Kurban kesimi sırasında çevreye zarar vermemek, temizlik ve hijyen kurallarına riayet etmek de önemlidir. Kanın ortada bırakılmaması, kesim yerinin temizlenmesi ve atıkların uygun şekilde bertaraf edilmesi gerekir. Bu, hem İslâm’ın temizlik anlayışına hem de toplumsal sorumluluğa uygun bir davranıştır.
Kurban keserken dikkat edilmesi gereken en önemli hususlardan biri de ibadetin sadece şekilsel yönüne değil, manevi boyutuna da odaklanmaktır. Kurban; malımızı, canımızı ve evlatlarımızı Allah celle celâlühû yolunda feda etmeye hazır olduğumuzun bir işaretidir. Bu yönüyle ibadet, Hazreti İbrahim aleyhisselamın teslimiyetini ve Hazreti İsmail aleyhisselamın sabrını bizlere hatırlatır.

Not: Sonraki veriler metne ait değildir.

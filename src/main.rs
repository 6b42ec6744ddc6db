//! Showroom: a variant-bannered demo web app.
//!
//! This is the application entry point. It initializes tracing, loads
//! configuration from the environment, resolves the content root, applies
//! the optional startup delay, runs the one-shot database probe, sets up
//! the Axum router, and starts the HTTP server.

use std::net::SocketAddr;
use std::time::Duration;

use clap::Parser;
use envconfig::Envconfig;
use tracing_subscriber::{layer::SubscriberExt, util::SubscriberInitExt};

use showroom::config::{AppConfig, DEFAULT_LOG_FILTER};
use showroom::content::ContentStore;
use showroom::db::run_startup_probe;
use showroom::routes::create_router;
use showroom::state::AppState;

/// Showroom: a demo web app for rollout and health-probe experiments
#[derive(Parser, Debug)]
#[command(name = "showroom", version, about)]
struct Args {
    /// Log level filter (e.g., "showroom=debug,tower_http=info")
    #[arg(short, long)]
    log_level: Option<String>,
}

#[tokio::main]
async fn main() -> Result<(), Box<dyn std::error::Error>> {
    // Parse command line arguments
    let args = Args::parse();

    // Load configuration from the environment
    let config = AppConfig::init_from_env()?;

    // Initialize tracing with priority: CLI > env > default
    let log_filter = args
        .log_level
        .or_else(|| std::env::var("RUST_LOG").ok())
        .unwrap_or_else(|| DEFAULT_LOG_FILTER.to_string());

    let registry =
        tracing_subscriber::registry().with(tracing_subscriber::EnvFilter::new(&log_filter));
    if config.log_format == "json" {
        registry
            .with(tracing_subscriber::fmt::layer().json())
            .init();
    } else {
        registry.with(tracing_subscriber::fmt::layer()).init();
    }

    tracing::info!(
        variant = %config.variant,
        request_logging = config.request_logging.enabled(),
        "Loaded configuration"
    );

    if config.db_required.enabled() {
        tracing::info!(
            "DB_REQUIRED is set: missing DB config or a connection failure will abort startup"
        );
    } else {
        tracing::info!(
            "DB_REQUIRED is not set: missing DB config or a connection failure will be logged but startup will continue"
        );
    }

    // Resolve the content root up front so a misconfigured deployment fails fast
    let content = ContentStore::new(&config.content_root).map_err(|err| {
        format!(
            "content root '{}' is not usable: {}",
            config.content_root, err
        )
    })?;
    tracing::info!(root = %content.root().display(), "Resolved content root");

    // Optional delay to simulate slow-starting applications
    tracing::info!(seconds = config.startup_delay_secs, "Delaying startup");
    tokio::time::sleep(Duration::from_secs(config.startup_delay_secs)).await;

    // One-shot database connectivity probe; fatal under the required policy
    run_startup_probe(&config).await?;

    // Create application state and router
    let state = AppState::new(config.clone(), content);
    let app = create_router(state);

    // Start server
    let addr = SocketAddr::from(([0, 0, 0, 0], config.port));
    tracing::info!("Starting server at http://{}", addr);

    let listener = tokio::net::TcpListener::bind(addr).await?;
    axum::serve(listener, app)
        .with_graceful_shutdown(shutdown_signal())
        .await?;

    Ok(())
}

/// Resolves when SIGTERM or Ctrl+C arrives, triggering graceful shutdown.
async fn shutdown_signal() {
    let ctrl_c = async {
        tokio::signal::ctrl_c()
            .await
            .expect("Failed to install Ctrl+C handler");
    };

    #[cfg(unix)]
    let terminate = async {
        tokio::signal::unix::signal(tokio::signal::unix::SignalKind::terminate())
            .expect("Failed to install SIGTERM handler")
            .recv()
            .await;
    };

    #[cfg(not(unix))]
    let terminate = std::future::pending::<()>();

    tokio::select! {
        _ = ctrl_c => {
            tracing::info!("Received Ctrl+C, initiating graceful shutdown");
        }
        _ = terminate => {
            tracing::info!("Received SIGTERM, initiating graceful shutdown");
        }
    }
}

Kurban ibadetinin makbul olması için niyetin halis olması gerekir. Allah celle celâlühû Kur’ân-ı Kerim’de, “Onların ne etleri ne de kanları Allah’a ulaşır. Fakat O’na sizin takvânız ulaşır.” (Hac, 37) buyurarak kurbanın özündeki ihlâs ve samimiyeti vurgulamıştır.